(AIM OF THE EXERCISE): Scan the data and please report how many lines include the word "LinkError". Leave out everything but the number.

(DATA FOR THIS TASK):
== Segment start ==
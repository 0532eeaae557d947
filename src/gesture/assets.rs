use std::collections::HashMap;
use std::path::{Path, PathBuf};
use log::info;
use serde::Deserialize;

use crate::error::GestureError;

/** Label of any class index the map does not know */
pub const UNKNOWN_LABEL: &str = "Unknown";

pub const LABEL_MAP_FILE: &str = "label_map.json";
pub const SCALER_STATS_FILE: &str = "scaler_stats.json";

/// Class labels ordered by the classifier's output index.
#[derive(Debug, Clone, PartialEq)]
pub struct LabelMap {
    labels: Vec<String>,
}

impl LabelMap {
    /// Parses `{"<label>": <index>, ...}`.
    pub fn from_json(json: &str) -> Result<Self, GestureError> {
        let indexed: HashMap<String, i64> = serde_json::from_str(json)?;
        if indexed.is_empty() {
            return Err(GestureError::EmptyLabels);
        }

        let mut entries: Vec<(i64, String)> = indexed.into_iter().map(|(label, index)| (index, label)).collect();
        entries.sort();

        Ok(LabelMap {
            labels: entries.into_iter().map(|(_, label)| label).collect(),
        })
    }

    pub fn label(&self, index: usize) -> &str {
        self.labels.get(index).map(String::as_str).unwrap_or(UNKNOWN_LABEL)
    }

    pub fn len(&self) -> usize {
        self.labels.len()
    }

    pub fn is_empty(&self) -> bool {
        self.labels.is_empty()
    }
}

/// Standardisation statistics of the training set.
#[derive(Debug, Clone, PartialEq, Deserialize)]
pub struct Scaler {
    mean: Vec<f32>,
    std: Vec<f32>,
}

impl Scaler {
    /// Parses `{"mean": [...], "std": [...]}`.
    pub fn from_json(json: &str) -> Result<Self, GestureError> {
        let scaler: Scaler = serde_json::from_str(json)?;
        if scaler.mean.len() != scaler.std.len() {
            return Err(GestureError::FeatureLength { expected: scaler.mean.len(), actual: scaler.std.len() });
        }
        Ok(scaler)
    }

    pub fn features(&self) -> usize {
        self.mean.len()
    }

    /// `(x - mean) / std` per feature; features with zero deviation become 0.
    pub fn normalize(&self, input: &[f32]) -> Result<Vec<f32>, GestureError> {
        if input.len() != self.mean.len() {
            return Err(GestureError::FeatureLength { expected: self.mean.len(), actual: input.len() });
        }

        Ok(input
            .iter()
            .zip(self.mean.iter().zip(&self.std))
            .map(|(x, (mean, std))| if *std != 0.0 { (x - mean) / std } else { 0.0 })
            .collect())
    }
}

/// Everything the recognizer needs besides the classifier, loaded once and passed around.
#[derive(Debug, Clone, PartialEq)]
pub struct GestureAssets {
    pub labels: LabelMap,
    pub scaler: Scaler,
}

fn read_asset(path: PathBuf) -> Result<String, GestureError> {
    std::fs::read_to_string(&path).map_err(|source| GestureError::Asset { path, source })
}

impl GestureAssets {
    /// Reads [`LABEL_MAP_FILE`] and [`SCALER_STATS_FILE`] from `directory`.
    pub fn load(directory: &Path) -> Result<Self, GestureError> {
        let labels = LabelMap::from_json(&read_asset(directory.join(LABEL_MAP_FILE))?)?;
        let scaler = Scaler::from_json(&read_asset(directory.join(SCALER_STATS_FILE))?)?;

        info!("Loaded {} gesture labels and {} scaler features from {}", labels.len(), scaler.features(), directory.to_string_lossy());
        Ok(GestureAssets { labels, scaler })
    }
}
== Segment end ==
== Segment start ==
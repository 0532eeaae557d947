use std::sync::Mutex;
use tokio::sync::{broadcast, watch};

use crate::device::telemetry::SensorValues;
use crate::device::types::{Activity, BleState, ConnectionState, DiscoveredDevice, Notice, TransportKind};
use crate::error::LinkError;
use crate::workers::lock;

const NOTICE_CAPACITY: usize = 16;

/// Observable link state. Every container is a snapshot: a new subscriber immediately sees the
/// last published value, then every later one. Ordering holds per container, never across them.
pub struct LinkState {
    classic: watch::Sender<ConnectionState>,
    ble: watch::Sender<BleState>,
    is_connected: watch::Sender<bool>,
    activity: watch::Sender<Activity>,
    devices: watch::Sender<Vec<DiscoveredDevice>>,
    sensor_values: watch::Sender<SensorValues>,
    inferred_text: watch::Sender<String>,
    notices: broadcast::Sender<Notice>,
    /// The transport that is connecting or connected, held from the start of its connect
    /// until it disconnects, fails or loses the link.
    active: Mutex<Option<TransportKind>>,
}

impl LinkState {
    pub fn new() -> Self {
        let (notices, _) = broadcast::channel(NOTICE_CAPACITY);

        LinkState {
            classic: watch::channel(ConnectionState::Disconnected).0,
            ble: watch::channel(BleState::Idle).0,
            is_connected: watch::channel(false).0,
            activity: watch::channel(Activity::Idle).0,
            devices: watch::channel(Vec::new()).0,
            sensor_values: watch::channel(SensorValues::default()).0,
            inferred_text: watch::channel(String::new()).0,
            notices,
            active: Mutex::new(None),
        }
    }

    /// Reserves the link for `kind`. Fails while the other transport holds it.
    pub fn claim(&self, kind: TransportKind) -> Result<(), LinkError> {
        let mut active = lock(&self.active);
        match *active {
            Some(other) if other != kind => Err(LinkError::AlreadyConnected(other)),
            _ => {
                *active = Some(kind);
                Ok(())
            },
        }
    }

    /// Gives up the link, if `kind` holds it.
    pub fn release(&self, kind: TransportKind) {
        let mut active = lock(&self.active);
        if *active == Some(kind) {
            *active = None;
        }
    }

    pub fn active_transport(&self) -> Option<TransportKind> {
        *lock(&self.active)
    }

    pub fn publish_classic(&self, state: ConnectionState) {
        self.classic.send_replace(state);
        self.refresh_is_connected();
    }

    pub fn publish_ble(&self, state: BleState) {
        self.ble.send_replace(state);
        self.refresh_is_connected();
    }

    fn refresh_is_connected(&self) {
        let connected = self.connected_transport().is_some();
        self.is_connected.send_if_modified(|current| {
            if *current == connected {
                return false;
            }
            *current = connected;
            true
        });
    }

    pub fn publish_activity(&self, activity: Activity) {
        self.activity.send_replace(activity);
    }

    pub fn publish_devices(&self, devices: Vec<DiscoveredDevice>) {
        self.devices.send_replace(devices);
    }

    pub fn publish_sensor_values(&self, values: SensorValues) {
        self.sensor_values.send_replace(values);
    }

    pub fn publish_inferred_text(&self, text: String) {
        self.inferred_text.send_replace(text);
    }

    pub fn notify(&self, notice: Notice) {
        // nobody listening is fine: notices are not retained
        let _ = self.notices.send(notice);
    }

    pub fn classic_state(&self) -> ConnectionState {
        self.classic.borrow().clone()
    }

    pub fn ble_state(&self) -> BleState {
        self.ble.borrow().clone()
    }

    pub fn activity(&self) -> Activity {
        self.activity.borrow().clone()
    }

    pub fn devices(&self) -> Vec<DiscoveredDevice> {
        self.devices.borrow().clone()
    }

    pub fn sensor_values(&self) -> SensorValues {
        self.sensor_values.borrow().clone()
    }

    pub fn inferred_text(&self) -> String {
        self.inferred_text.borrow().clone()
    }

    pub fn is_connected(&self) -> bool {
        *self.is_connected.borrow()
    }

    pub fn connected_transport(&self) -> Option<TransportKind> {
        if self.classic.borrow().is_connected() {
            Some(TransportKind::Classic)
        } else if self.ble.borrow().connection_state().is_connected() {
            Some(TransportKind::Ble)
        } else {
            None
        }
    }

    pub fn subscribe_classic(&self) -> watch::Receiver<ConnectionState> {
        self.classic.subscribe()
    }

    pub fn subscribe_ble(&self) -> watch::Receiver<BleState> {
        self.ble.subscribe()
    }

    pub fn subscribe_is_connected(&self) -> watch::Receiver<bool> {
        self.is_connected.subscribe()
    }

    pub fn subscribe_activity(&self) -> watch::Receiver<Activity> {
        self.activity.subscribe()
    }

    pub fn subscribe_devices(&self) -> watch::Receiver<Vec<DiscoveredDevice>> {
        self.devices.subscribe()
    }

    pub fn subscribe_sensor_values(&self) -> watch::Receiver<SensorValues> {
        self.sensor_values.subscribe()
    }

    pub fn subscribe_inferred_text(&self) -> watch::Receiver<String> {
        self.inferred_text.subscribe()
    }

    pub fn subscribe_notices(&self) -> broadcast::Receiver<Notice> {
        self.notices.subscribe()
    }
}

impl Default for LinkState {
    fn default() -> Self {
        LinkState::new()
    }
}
== Segment end ==
(SOLUTION TO THIS TASK): 3